What’s baby doing in the two-week wait?
If you’re trying to conceive, then you’ll know that time seems to stop in those two weeks since doing the deed to finding out whether it was a success. Say. Hello. To. The. Longest. Two. Weeks. Ever!
Science suggests you have a 15-25% chance of getting pregnant each month, so for many women, there’s a fair bit of waiting involved.
Every smell, movement, headache or anything that could suggest you’re pregnant is over-analysed, discussed in detail and then triple-checked with Dr Google.
Unfortunately the cold-hard truth is that most women won’t know they’re pregnant until close to three weeks after ovulation- and their first clue is a missed period.
So, while you may feel utterly clueless, if you’ve had some success - your body is experiencing one of the biggest changes that will ever happen to it.
TWO BECOMES ONE...AND THEN TWO AGAIN
Ovulation is when one of your ovaries releases an egg, and then travels into your fallopian tube. To conceive, the sperm needs to meet up with your egg. That sperm will bust through the outer layer of your egg, and fertilise it. Over the next few hours and days that fertilised egg, called a zygote, is multiplying into lots of different cells.
Now your zygote needs to travel from your fallopian tube all the way to the uterus. Considering it’s ⅕ the size of a full stop - it’s a bit of a long journey, taking up to six days to reach its destination. This is what’s considered implantation. About ¼ of women experience light bleeding around this time.
Once your zygote settles in, it splits in two. Half becomes the embryo and half the placenta. Once it has had 6-12 days making itself at home in your uterus it will start producing the HCG hormone. That’s the hormone that pregnancy tests or doctors look for in your urine or blood.
THE MAGIC HAPPENS
Around three weeks after you had sex, your embryo has three layers of cells. One will become its digestive system, liver and lungs. One will be its heart, sex organs, kidneys and muscles, and the other is the skin, nervous system, hair and eyes. The first system to work is its circulatory system- which means blood and its heart. If you get a dating scan around 6-7 weeks you might be lucky enough to hear this magical sound early on. Your baby is also starting to develop what will become its brain.
Your HCG levels spike around 5 weeks pregnant, which means if you do a pregnancy test now - it is pretty accurate.
THE WAIT IS WORTH IT
If this wasn’t your month, be kind to yourself. Often this process is so private that the people who love you most aren’t aware you’re even trying. It’s ok not to be ok, and it’s ok to want to talk about it, or keep it to yourselves. Next month is a new month and you again have a 15-25% chance of getting that + sign. If baby making is taking longer than you expected, Fertility specialist Dr Richard Fisher offers some tips on how to keep baby making fun and enhance your chances of conception.
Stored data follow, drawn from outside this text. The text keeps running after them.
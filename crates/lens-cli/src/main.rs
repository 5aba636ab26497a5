use anyhow::Result;
use clap::{Parser, Subcommand};
use lens_core::{AgentEvent, DerivedState, EventBuffer, EventKind};
use lens_feed::{FeedConfig, OrchestrationRequest, OrchestratorClient};
use lens_telemetry::PollerConfig;
use tracing::{debug, info, warn};
use tracing_subscriber::EnvFilter;

mod config;

use config::{resolve_endpoints, EndpointArgs, Endpoints};

#[derive(Parser)]
#[command(name = "lens")]
#[command(about = "AgentLens pipeline telemetry client", long_about = None)]
struct Cli {
    #[command(flatten)]
    endpoints: EndpointArgs,
    #[command(subcommand)]
    command: Commands,
}

#[derive(Subcommand)]
enum Commands {
    /// Follow the live event stream and GPU telemetry until interrupted
    Watch,
    /// Submit a coding task and print the outcome
    Submit {
        task: String,
        #[arg(long, default_value_t = 3)]
        max_retries: u32,
    },
    /// Probe the orchestrator health endpoint
    Health,
}

#[tokio::main]
async fn main() -> Result<()> {
    let filter = EnvFilter::try_from_default_env().unwrap_or_else(|_| EnvFilter::new("info"));
    let _ = tracing_subscriber::fmt().with_env_filter(filter).try_init();

    let cli = Cli::parse();
    let endpoints = resolve_endpoints(&cli.endpoints)?;

    match cli.command {
        Commands::Watch => watch(endpoints).await,
        Commands::Submit { task, max_retries } => submit(endpoints, task, max_retries).await,
        Commands::Health => health(endpoints).await,
    }
}

async fn watch(endpoints: Endpoints) -> Result<()> {
    let mut feed = FeedConfig::new(endpoints.events_url.clone()).spawn();
    let poller = PollerConfig {
        endpoints: endpoints.metrics_urls.clone(),
        interval: endpoints.poll_interval,
    }
    .spawn()?;
    let mut snapshot_rx = poller.subscribe();
    let mut connected_rx = feed.connected.clone();

    let mut buffer = EventBuffer::new();
    let mut state = DerivedState::default();

    info!(
        "watching {} (polling {} endpoints every {:?})",
        endpoints.events_url,
        endpoints.metrics_urls.len(),
        endpoints.poll_interval
    );

    loop {
        tokio::select! {
            maybe_event = feed.events.recv() => {
                let Some(event) = maybe_event else { break };
                state.apply(&event);
                log_event(&event, &state);
                buffer.push(event);
            }
            changed = connected_rx.changed() => {
                if changed.is_err() {
                    break;
                }
                info!("feed_status: connected={}", *connected_rx.borrow());
            }
            changed = snapshot_rx.changed() => {
                if changed.is_err() {
                    break;
                }
                let snapshot = snapshot_rx.borrow().clone();
                match &snapshot.last_error {
                    Some(err) => warn!("telemetry_stale: {err}"),
                    None => debug!(
                        "telemetry: gpu={:.0}% vram={:.0}% temp={:.0}C tps={:.1} samples={}",
                        snapshot.gpu.gpu_load_percent,
                        snapshot.gpu.vram_percent,
                        snapshot.gpu.temperature_c,
                        snapshot.gpu.tokens_per_second,
                        snapshot.history.len()
                    ),
                }
            }
            _ = tokio::signal::ctrl_c() => break,
        }
    }

    feed.disconnect().await;
    poller.shutdown().await;

    info!("session_summary: events={} tokens={}", buffer.len(), state.total_tokens);
    for (id, record) in state.roster.iter() {
        info!(
            "agent_summary: {id} status={} tokens={} latency={}",
            record.status,
            record
                .token_count
                .map(|n| n.to_string())
                .unwrap_or_else(|| "-".to_string()),
            record
                .latency_seconds
                .map(|s| format!("{s:.2}s"))
                .unwrap_or_else(|| "-".to_string()),
        );
    }
    Ok(())
}

fn log_event(event: &AgentEvent, state: &DerivedState) {
    match &event.kind {
        // Token events are far too chatty for info level.
        EventKind::Token => debug!(
            "token: agent={} streamed={}B",
            event.agent,
            state.streaming.content.len()
        ),
        EventKind::AgentStart | EventKind::AgentEnd | EventKind::Error => {
            info!("event: {} agent={}", event.kind, event.agent);
        }
        EventKind::FileCreated | EventKind::CodeWritten => {
            info!(
                "event: {} path={} workspace_files={}",
                event.kind,
                state.selected_file.as_deref().unwrap_or("-"),
                state.workspace.len()
            );
        }
        EventKind::PlanCreated => {
            info!("event: plan_created summary={:?}", state.plan.as_deref().unwrap_or(""));
        }
        kind => debug!("event: {kind} agent={}", event.agent),
    }
}

async fn submit(endpoints: Endpoints, task: String, max_retries: u32) -> Result<()> {
    let client = OrchestratorClient::new(endpoints.orchestrator_url.clone());
    let mut state = DerivedState::default();
    state.reset_for_submission();

    info!("submitting task ({} chars)", task.len());
    let response = client
        .submit(&OrchestrationRequest { task, max_retries })
        .await?;
    state.ingest_submission(&response.outcome());

    println!(
        "{} after {} retries",
        if response.success { "succeeded" } else { "failed" },
        response.retries
    );
    for (path, content) in state.workspace.iter() {
        println!("  {path} ({}B)", content.len());
    }
    if let Some(preview) = &state.preview {
        println!("preview: {}", preview.url);
    }
    if !state.execution_log.is_empty() {
        println!("--- execution output ---");
        println!("{}", state.execution_log);
    }
    Ok(())
}

async fn health(endpoints: Endpoints) -> Result<()> {
    let client = OrchestratorClient::new(endpoints.orchestrator_url.clone());
    let health = client.health().await?;
    println!("{} {} {}", health.status, health.service, health.version);
    Ok(())
}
If you did get a big ol’ positive, well, I’ve got good and bad news for you now. The good: the wait was definitely worth it, eh?! Now you’ve only got eight months to go!
The bad news: one thing I can promise you is that once they’re born, you’ll desperately wish time would slow down.
Olivia Wix lives in Palmerston North, works in public relations, and is mum to three year old Jasper.